Special thanks to Kaila Sekula, my planner extraordinary, for this idea. 

I was reading an article recently that applied the Freudian Triangle to how we approach social media. After more than a century and a completely transformed social culture, we are still using his theories to understand human behavior. 

Social media has often been criticized for being self-indulgent, especially with consumer-brand interaction. This audience doesn’t care what the brand has to say, they care more about what the brand says about them. And each platform has different rules for how they want to socialize and be represented. If a brand disrupts this protocol, prepare to be called out.  

Let’s break these platforms down so that your brand can participate without being ad bashed. 

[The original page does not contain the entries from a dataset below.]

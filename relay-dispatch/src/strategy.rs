//! # Routing Strategies
//!
//! A strategy picks one candidate from a healthy-filtered list supplied by
//! the caller. Strategies are pure with respect to the caller; any state
//! they keep (round-robin counters) is their own.
//!
//! - **priority** — `candidates[0]`; relies on the registry presenting
//!   buckets sorted by descending priority.
//! - **random** — uniform over the index range.
//! - **least-latency** — per-candidate shared-store lookup under a short
//!   budget, with the instance EMA as fallback; minimum wins.
//! - **weighted-round-robin** — at instance level a per-model counter mod
//!   candidate count (weights accepted but not honored at this level); at
//!   route level the nginx-style smooth interleave in
//!   [`smooth_weighted_pick`], driven by the route's own counter.
//!
//! Unknown names fail construction with `Invalid`; the configuration path
//! uses [`from_name_or_default`], which downgrades to priority with a
//! warning so a typo cannot take the gateway down. A missing latency store
//! likewise downgrades least-latency rather than failing selection.

use crate::error::DispatchError;
use crate::latency::LatencyTracker;
use crate::registry::Instance;
use dashmap::DashMap;
use rand::Rng;
use std::sync::atomic::{AtomicU64, Ordering};
use std::sync::Arc;

pub const PRIORITY: &str = "priority";
pub const RANDOM: &str = "random";
pub const LEAST_LATENCY: &str = "least-latency";
pub const WEIGHTED_ROUND_ROBIN: &str = "weighted-round-robin";

/// The candidate contract strategies select over. Built fresh per attempt
/// from registry instances, or from route-model proxies at route level.
#[derive(Debug, Clone)]
pub struct Candidate {
    /// Instance id, or the model name for route-level proxies
    pub id: String,
    /// Logical model name; keys the shared latency lookup and the
    /// instance-level round-robin counter
    pub model: String,
    pub priority: i32,
    pub weight: f64,
    /// In-memory EMA fallback for the least-latency path
    pub ema_latency_ms: f64,
}

impl Candidate {
    pub fn from_instance(instance: &Instance) -> Self {
        Self {
            id: instance.id().to_string(),
            model: instance.model().to_string(),
            priority: instance.priority(),
            weight: instance.weight(),
            ema_latency_ms: instance.ema_latency_ms(),
        }
    }
}

/// Contract for instance selection.
#[async_trait::async_trait]
pub trait RouteStrategy: Send + Sync {
    fn name(&self) -> &'static str;

    /// Pick one candidate index. Fails only on an empty list.
    async fn select(&self, candidates: &[Candidate]) -> Result<usize, DispatchError>;
}

fn ensure_non_empty(candidates: &[Candidate]) -> Result<(), DispatchError> {
    if candidates.is_empty() {
        Err(DispatchError::unavailable("no candidates available", Vec::new()))
    } else {
        Ok(())
    }
}

/// Always the highest-priority candidate.
#[derive(Debug, Default)]
pub struct PriorityStrategy;

#[async_trait::async_trait]
impl RouteStrategy for PriorityStrategy {
    fn name(&self) -> &'static str {
        PRIORITY
    }

    async fn select(&self, candidates: &[Candidate]) -> Result<usize, DispatchError> {
        ensure_non_empty(candidates)?;
        Ok(0)
    }
}

/// Uniform random selection.
#[derive(Debug, Default)]
pub struct RandomStrategy;

#[async_trait::async_trait]
impl RouteStrategy for RandomStrategy {
    fn name(&self) -> &'static str {
        RANDOM
    }

    async fn select(&self, candidates: &[Candidate]) -> Result<usize, DispatchError> {
        ensure_non_empty(candidates)?;
        Ok(rand::thread_rng().gen_range(0..candidates.len()))
    }
}

/// Per-model monotonic counter, selection is `counter mod n`.
///
/// Weights are accepted on the candidates but not honored at this level.
#[derive(Debug, Default)]
pub struct WeightedRoundRobinStrategy {
    counters: DashMap<String, AtomicU64>,
}

#[async_trait::async_trait]
impl RouteStrategy for WeightedRoundRobinStrategy {
    fn name(&self) -> &'static str {
        WEIGHTED_ROUND_ROBIN
    }

    async fn select(&self, candidates: &[Candidate]) -> Result<usize, DispatchError> {
        ensure_non_empty(candidates)?;
        let key = candidates[0].model.clone();
        let counter = self.counters.entry(key).or_default();
        let turn = counter.fetch_add(1, Ordering::Relaxed);
        Ok((turn % candidates.len() as u64) as usize)
    }
}

/// Minimum observed latency; shared samples first, instance EMA fallback.
pub struct LeastLatencyStrategy {
    tracker: Arc<LatencyTracker>,
}

impl LeastLatencyStrategy {
    pub fn new(tracker: Arc<LatencyTracker>) -> Self {
        Self { tracker }
    }
}

#[async_trait::async_trait]
impl RouteStrategy for LeastLatencyStrategy {
    fn name(&self) -> &'static str {
        LEAST_LATENCY
    }

    async fn select(&self, candidates: &[Candidate]) -> Result<usize, DispatchError> {
        ensure_non_empty(candidates)?;

        let mut best_index = 0;
        let mut best_latency = f64::MAX;
        for (index, candidate) in candidates.iter().enumerate() {
            // Bounded lookup; every failure path degrades to the EMA so a
            // slow or absent store never fails the request.
            let observed = match self.tracker.get_average_latency(&candidate.model).await {
                Ok(Some(avg)) => avg,
                Ok(None) => candidate.ema_latency_ms,
                Err(e) => {
                    tracing::debug!(model = %candidate.model, error = %e, "latency lookup failed, using EMA");
                    candidate.ema_latency_ms
                }
            };
            if observed < best_latency {
                best_latency = observed;
                best_index = index;
            }
        }
        Ok(best_index)
    }
}

/// Nginx-style smooth weighted interleave for route-level selection.
///
/// With total weight `T = Σ wᵢ` and the route's counter value `c`,
/// candidate `i` is due iff `floor(c·wᵢ/T) > floor((c-1)·wᵢ/T)`; the first
/// due candidate in stable order wins. Counter values where no candidate is
/// due (or degenerate weights) fall back to `c mod n`. Weights ≤ 0 are
/// clamped to 1.
pub fn smooth_weighted_pick(counter_value: u64, weights: &[f64]) -> usize {
    if weights.is_empty() {
        return 0;
    }
    let clamped: Vec<f64> = weights.iter().map(|w| if *w <= 0.0 { 1.0 } else { *w }).collect();
    let total: f64 = clamped.iter().sum();
    if !total.is_finite() || total <= 0.0 {
        return (counter_value % weights.len() as u64) as usize;
    }

    let c = counter_value as f64;
    for (index, weight) in clamped.iter().enumerate() {
        if (c * weight / total).floor() > ((c - 1.0) * weight / total).floor() {
            return index;
        }
    }
    (counter_value % weights.len() as u64) as usize
}

/// Strict construction: unknown names are a configuration error.
pub fn from_name(
    name: &str,
    latency: Option<Arc<LatencyTracker>>,
) -> Result<Arc<dyn RouteStrategy>, DispatchError> {
    match name {
        PRIORITY => Ok(Arc::new(PriorityStrategy)),
        RANDOM => Ok(Arc::new(RandomStrategy)),
        WEIGHTED_ROUND_ROBIN => Ok(Arc::new(WeightedRoundRobinStrategy::default())),
        LEAST_LATENCY => match latency {
            Some(tracker) => Ok(Arc::new(LeastLatencyStrategy::new(tracker))),
            None => {
                tracing::warn!("least-latency requested without a latency tracker, downgrading to priority");
                Ok(Arc::new(PriorityStrategy))
            }
        },
        other => Err(DispatchError::invalid(format!("unknown routing strategy: {other}"))),
    }
}

/// Configuration-path construction: unknown names downgrade to priority
/// with a warning instead of refusing to start.
pub fn from_name_or_default(
    name: &str,
    latency: Option<Arc<LatencyTracker>>,
) -> Arc<dyn RouteStrategy> {
    match from_name(name, latency) {
        Ok(strategy) => strategy,
        Err(_) => {
            tracing::warn!(strategy = name, "unknown routing strategy, downgrading to priority");
            Arc::new(PriorityStrategy)
        }
    }
}
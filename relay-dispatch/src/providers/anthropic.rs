use crate::error::ProviderError;
use crate::models::{
    ChatRequest, ChatResponse, Choice, Delta, Message, Role, StreamChoice, StreamChunk, Usage,
};
use crate::providers::{Provider, ProviderConfig, ProviderKind, StreamResult};
use async_stream::stream;
use serde::{Deserialize, Serialize};

use super::http_client::{probe_outcome, Credential, ProviderHttp};

pub struct AnthropicProvider {
    http: ProviderHttp,
}

#[derive(Debug, Serialize)]
struct AnthropicRequest {
    model: String,
    max_tokens: u32,
    messages: Vec<AnthropicMessage>,
    #[serde(skip_serializing_if = "Option::is_none")]
    system: Option<String>,
    #[serde(skip_serializing_if = "Option::is_none")]
    temperature: Option<f32>,
    #[serde(skip_serializing_if = "Option::is_none")]
    stream: Option<bool>,
}

#[derive(Debug, Serialize)]
struct AnthropicMessage {
    role: String,
    content: String,
}

#[derive(Debug, Deserialize)]
struct AnthropicResponse {
    id: String,
    content: Vec<AnthropicContent>,
    model: String,
    stop_reason: Option<String>,
    usage: AnthropicUsage,
}

#[derive(Debug, Deserialize)]
struct AnthropicContent {
    text: String,
}

#[derive(Debug, Deserialize)]
struct AnthropicUsage {
    input_tokens: u32,
    output_tokens: u32,
}

impl AnthropicProvider {
    pub fn new(config: ProviderConfig) -> Result<Self, ProviderError> {
        let mut headers = config.headers.clone();
        headers
            .entry("anthropic-version".to_string())
            .or_insert_with(|| "2023-06-01".to_string());
        let http = ProviderHttp::build(
            config.base_url.clone(),
            "https://api.anthropic.com",
            Credential::HeaderPair {
                name: "x-api-key".to_string(),
                value: config.api_key.clone(),
            },
            &headers,
            config.timeout,
        )?;

        Ok(Self { http })
    }

    /// Split out system messages and convert the rest to Anthropic roles.
    fn convert_request(&self, request: &ChatRequest, streaming: bool) -> AnthropicRequest {
        let mut system = String::new();
        let mut messages = Vec::new();

        for msg in &request.messages {
            match msg.role {
                Role::System => {
                    if !system.is_empty() {
                        system.push('\n');
                    }
                    system.push_str(&msg.content);
                }
                Role::User => messages.push(AnthropicMessage {
                    role: "user".to_string(),
                    content: msg.content.clone(),
                }),
                Role::Assistant => messages.push(AnthropicMessage {
                    role: "assistant".to_string(),
                    content: msg.content.clone(),
                }),
                Role::Tool => continue,
            }
        }

        AnthropicRequest {
            model: request.model.clone(),
            max_tokens: request.max_tokens.unwrap_or(4096),
            messages,
            system: if system.is_empty() { None } else { Some(system) },
            temperature: request.temperature,
            stream: if streaming { Some(true) } else { None },
        }
    }

    fn convert_response(&self, response: AnthropicResponse) -> ChatResponse {
        let content = response
            .content
            .into_iter()
            .map(|c| c.text)
            .collect::<Vec<_>>()
            .join("");

        ChatResponse {
            id: response.id,
            object: "chat.completion".to_string(),
            created: chrono::Utc::now().timestamp() as u64,
            model: response.model,
            choices: vec![Choice {
                index: 0,
                message: Message {
                    role: Role::Assistant,
                    content,
                    name: None,
                },
                finish_reason: response.stop_reason,
            }],
            usage: Some(Usage {
                prompt_tokens: response.usage.input_tokens,
                completion_tokens: response.usage.output_tokens,
                total_tokens: response.usage.input_tokens + response.usage.output_tokens,
            }),
            system_fingerprint: None,
        }
    }
}

#[async_trait::async_trait]
impl Provider for AnthropicProvider {
    fn kind(&self) -> ProviderKind {
        ProviderKind::Anthropic
    }

    fn supports_model(&self, model: &str) -> bool {
        model.starts_with("claude")
    }

    fn list_models(&self) -> Vec<String> {
        vec![
            "claude-sonnet-4-20250514".to_string(),
            "claude-3-5-sonnet-20241022".to_string(),
            "claude-3-5-haiku-20241022".to_string(),
            "claude-3-haiku-20240307".to_string(),
        ]
    }

    async fn chat_completion(&self, request: ChatRequest) -> Result<ChatResponse, ProviderError> {
        let anthropic_request = self.convert_request(&request, false);
        let anthropic_response: AnthropicResponse = self
            .http
            .post_json("/v1/messages", &anthropic_request)
            .await?;
        Ok(self.convert_response(anthropic_response))
    }

    async fn stream_chat_completion(
        &self,
        request: ChatRequest,
    ) -> Result<StreamResult, ProviderError> {
        let anthropic_request = self.convert_request(&request, true);

        let response = self
            .http
            .open_stream("/v1/messages", &anthropic_request)
            .await?;

        // Anthropic streams its own event format; convert text deltas to
        // OpenAI-shaped chunks on the fly.
        let stream = Box::pin(stream! {
            let mut bytes_stream = response.bytes_stream();
            let mut buffer = String::new();

            while let Some(chunk_result) = futures::StreamExt::next(&mut bytes_stream).await {
                match chunk_result {
                    Ok(chunk) => {
                        buffer.push_str(&String::from_utf8_lossy(&chunk));

                        while let Some(line_end) = buffer.find('\n') {
                            let line = buffer[..line_end].trim().to_string();
                            buffer = buffer[line_end + 1..].to_string();

                            let Some(json_str) = line.strip_prefix("data: ") else {
                                continue;
                            };
                            if json_str == "[DONE]" {
                                return;
                            }

                            match serde_json::from_str::<serde_json::Value>(json_str) {
                                Ok(event) => {
                                    if event.get("type").and_then(|t| t.as_str())
                                        == Some("message_stop")
                                    {
                                        return;
                                    }
                                    let Some(text) = event
                                        .get("delta")
                                        .and_then(|d| d.get("text"))
                                        .and_then(|t| t.as_str())
                                    else {
                                        continue;
                                    };

                                    yield Ok(StreamChunk {
                                        id: event
                                            .get("id")
                                            .and_then(|id| id.as_str())
                                            .unwrap_or("anthropic-stream")
                                            .to_string(),
                                        object: "chat.completion.chunk".to_string(),
                                        created: chrono::Utc::now().timestamp() as u64,
                                        model: event
                                            .get("model")
                                            .and_then(|m| m.as_str())
                                            .unwrap_or_default()
                                            .to_string(),
                                        choices: vec![StreamChoice {
                                            index: 0,
                                            delta: Delta {
                                                role: None,
                                                content: Some(text.to_string()),
                                            },
                                            finish_reason: None,
                                        }],
                                    });
                                }
                                Err(e) => yield Err(ProviderError::Serialization(e)),
                            }
                        }
                    }
                    Err(e) => yield Err(ProviderError::Http(e)),
                }
            }
        });

        Ok(stream)
    }

    async fn health_check(&self) -> Result<(), ProviderError> {
        // No cheap probe endpoint; a minimal one-token message proves both
        // reachability and credential. Shape rejections still count.
        let probe = AnthropicRequest {
            model: "claude-3-5-haiku-20241022".to_string(),
            max_tokens: 1,
            messages: vec![AnthropicMessage {
                role: "user".to_string(),
                content: "Hi".to_string(),
            }],
            system: None,
            temperature: Some(0.0),
            stream: None,
        };

        let result = self
            .http
            .post_json::<AnthropicRequest, serde_json::Value>("/v1/messages", &probe)
            .await
            .map(|_| ());
        probe_outcome(result)
    }
}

Superego – My ideal self. 

The superego is where you control impulses and strive for perfection. Think Instagram. This is where people go to show an idealized version of themselves. Life is always rosy on Instagram. Brands can mimic this persona through aspirational and aesthetically pleasing video and photos. 

Id – My real desire 

The id is primitive, illogical, irrational and fantasy oriented. This correlates with platforms where people speak their minds and voice their opinions without the fear of society shaming them, like Reddit and Twitter. Brands have to be careful because they are subject to rejection here the most. But when done right, shout out to MoonPie, their engagement and sales numbers skyrocket. Twitter is a perfect platform for brands that want to entertain and excite. 

Ego – Everyday me 

The ego’s job is to balance the id and the superego and stay in touch with reality. Enter Facebook and Snapchat where authenticity is most important. From sharing your weekend plans to announcing your battle with cancer with a photo of your freshly shaved head. The topics that people interact with the most on Facebook are love, life and friendship. Brands that succeed well here are going to be down to earth and relatable. 

It’s always nice to see brands through a fresh lens, even if the lens is nearly a century old. Freud was one perceptive guy.